### Extracted information
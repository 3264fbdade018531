pub mod action;
pub mod assemble;
pub mod config;
pub mod driver;
pub mod error;
pub mod execute;
pub mod stage;
pub mod temp;
pub mod toolchain;
pub mod unit;

pub use action::{Action, ActionFactory, ActionId, ActionKind, ActionResult, CommandLine};
pub use assemble::{
    Assembler, AssemblerBuilder, AssemblyContext, BuildPlan, PipelineStage, PipelineUnits,
    StageActions,
};
pub use config::{DriverConfig, PipelineConfig, StageOptions, ToolchainConfig};
pub use driver::{Driver, RunSummary};
pub use error::{ErrorCategory, PipelineError, Result};
pub use execute::{execute, CommandRunner, ExecutionReport, ProcessRunner, RunMode};
pub use stage::{PipelineKind, Stage, StagePlan};
pub use temp::TempArena;
pub use toolchain::Toolchain;
pub use unit::{InputFormat, Unit};
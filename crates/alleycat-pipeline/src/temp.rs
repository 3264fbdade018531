use crate::error::{PipelineError, Result};
use std::fs;
use std::io;
use std::path::PathBuf;
use tracing::debug;

/// Registry of every temporary artifact allocated during one run.
///
/// Owned by the run; drained by [`TempArena::cleanup_all`] or, on any early
/// exit, when dropped.
#[derive(Debug)]
pub struct TempArena {
    dir: PathBuf,
    paths: Vec<PathBuf>,
}

impl TempArena {
    pub fn new(dir: impl Into<PathBuf>) -> Self {
        Self {
            dir: dir.into(),
            paths: Vec::new(),
        }
    }

    pub fn in_system_temp() -> Self {
        Self::new(std::env::temp_dir())
    }

    pub fn paths(&self) -> &[PathBuf] {
        &self.paths
    }

    /// Reserve a fresh `<random>-<name><extension>` path in the arena's
    /// directory and register it for removal.
    pub fn allocate(&mut self, name: &str, extension: &str) -> Result<PathBuf> {
        let suffix = format!("-{}{}", name, extension);
        let path = tempfile::Builder::new()
            .prefix("ac")
            .suffix(&suffix)
            .rand_bytes(8)
            .tempfile_in(&self.dir)
            .map_err(PipelineError::TempArtifact)?
            .into_temp_path()
            .keep()
            .map_err(|err| PipelineError::TempArtifact(err.error))?;
        debug!(path = %path.display(), "adding temporary file");
        self.paths.push(path.clone());
        Ok(path)
    }

    /// Remove every registered path that still exists. Missing files are
    /// ignored; other failures are logged. Returns the number removed.
    pub fn cleanup_all(&mut self) -> usize {
        let mut removed = 0;
        for path in self.paths.drain(..) {
            match fs::remove_file(&path) {
                Ok(()) => removed += 1,
                Err(err) if err.kind() == io::ErrorKind::NotFound => {}
                Err(err) => {
                    debug!(
                        error = %err,
                        path = %path.display(),
                        "failed to remove temporary file"
                    );
                }
            }
        }
        removed
    }
}

impl Drop for TempArena {
    fn drop(&mut self) {
        self.cleanup_all();
    }
}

### Task prompt
The answer should be the full listing, repeated without any change.

### Response
repository 3264fbdade018531
pub mod action;
pub mod assemble;
pub mod config;
pub mod driver;
pub mod error;
pub mod execute;
pub mod stage;
pub mod temp;
pub mod toolchain;
pub mod unit;

pub use action::{Action, ActionFactory, ActionId, ActionKind, ActionResult, CommandLine};
pub use assemble::{
    Assembler, AssemblerBuilder, AssemblyContext, BuildPlan, PipelineStage, PipelineUnits,
    StageActions,
};
pub use config::{DriverConfig, PipelineConfig, StageOptions, ToolchainConfig};
pub use driver::{Driver, RunSummary};
pub use error::{ErrorCategory, PipelineError, Result};
pub use execute::{execute, CommandRunner, ExecutionReport, ProcessRunner, RunMode};
pub use stage::{PipelineKind, Stage, StagePlan};
pub use temp::TempArena;
pub use toolchain::Toolchain;
pub use unit::{InputFormat, Unit};
filename crates/alleycat-pipeline/src/temp.rs
repository 3264fbdade018531
use crate::error::{PipelineError, Result};
use std::fs;
use std::io;
use std::path::PathBuf;
use tracing::debug;

/// Registry of every temporary artifact allocated during one run.
///
/// Owned by the run; drained by [`TempArena::cleanup_all`] or, on any early
/// exit, when dropped.
#[derive(Debug)]
pub struct TempArena {
    dir: PathBuf,
    paths: Vec<PathBuf>,
}

impl TempArena {
    pub fn new(dir: impl Into<PathBuf>) -> Self {
        Self {
            dir: dir.into(),
            paths: Vec::new(),
        }
    }

    pub fn in_system_temp() -> Self {
        Self::new(std::env::temp_dir())
    }

    pub fn paths(&self) -> &[PathBuf] {
        &self.paths
    }

    /// Reserve a fresh `<random>-<name><extension>` path in the arena's
    /// directory and register it for removal.
    pub fn allocate(&mut self, name: &str, extension: &str) -> Result<PathBuf> {
        let suffix = format!("-{}{}", name, extension);
        let path = tempfile::Builder::new()
            .prefix("ac")
            .suffix(&suffix)
            .rand_bytes(8)
            .tempfile_in(&self.dir)
            .map_err(PipelineError::TempArtifact)?
            .into_temp_path()
            .keep()
            .map_err(|err| PipelineError::TempArtifact(err.error))?;
        debug!(path = %path.display(), "adding temporary file");
        self.paths.push(path.clone());
        Ok(path)
    }

    /// Remove every registered path that still exists. Missing files are
    /// ignored; other failures are logged. Returns the number removed.
    pub fn cleanup_all(&mut self) -> usize {
        let mut removed = 0;
        for path in self.paths.drain(..) {
            match fs::remove_file(&path) {
                Ok(()) => removed += 1,
                Err(err) if err.kind() == io::ErrorKind::NotFound => {}
                Err(err) => {
                    debug!(
                        error = %err,
                        path = %path.display(),
                        "failed to remove temporary file"
                    );
                }
            }
        }
        removed
    }
}

impl Drop for TempArena {
    fn drop(&mut self) {
        self.cleanup_all();
    }
}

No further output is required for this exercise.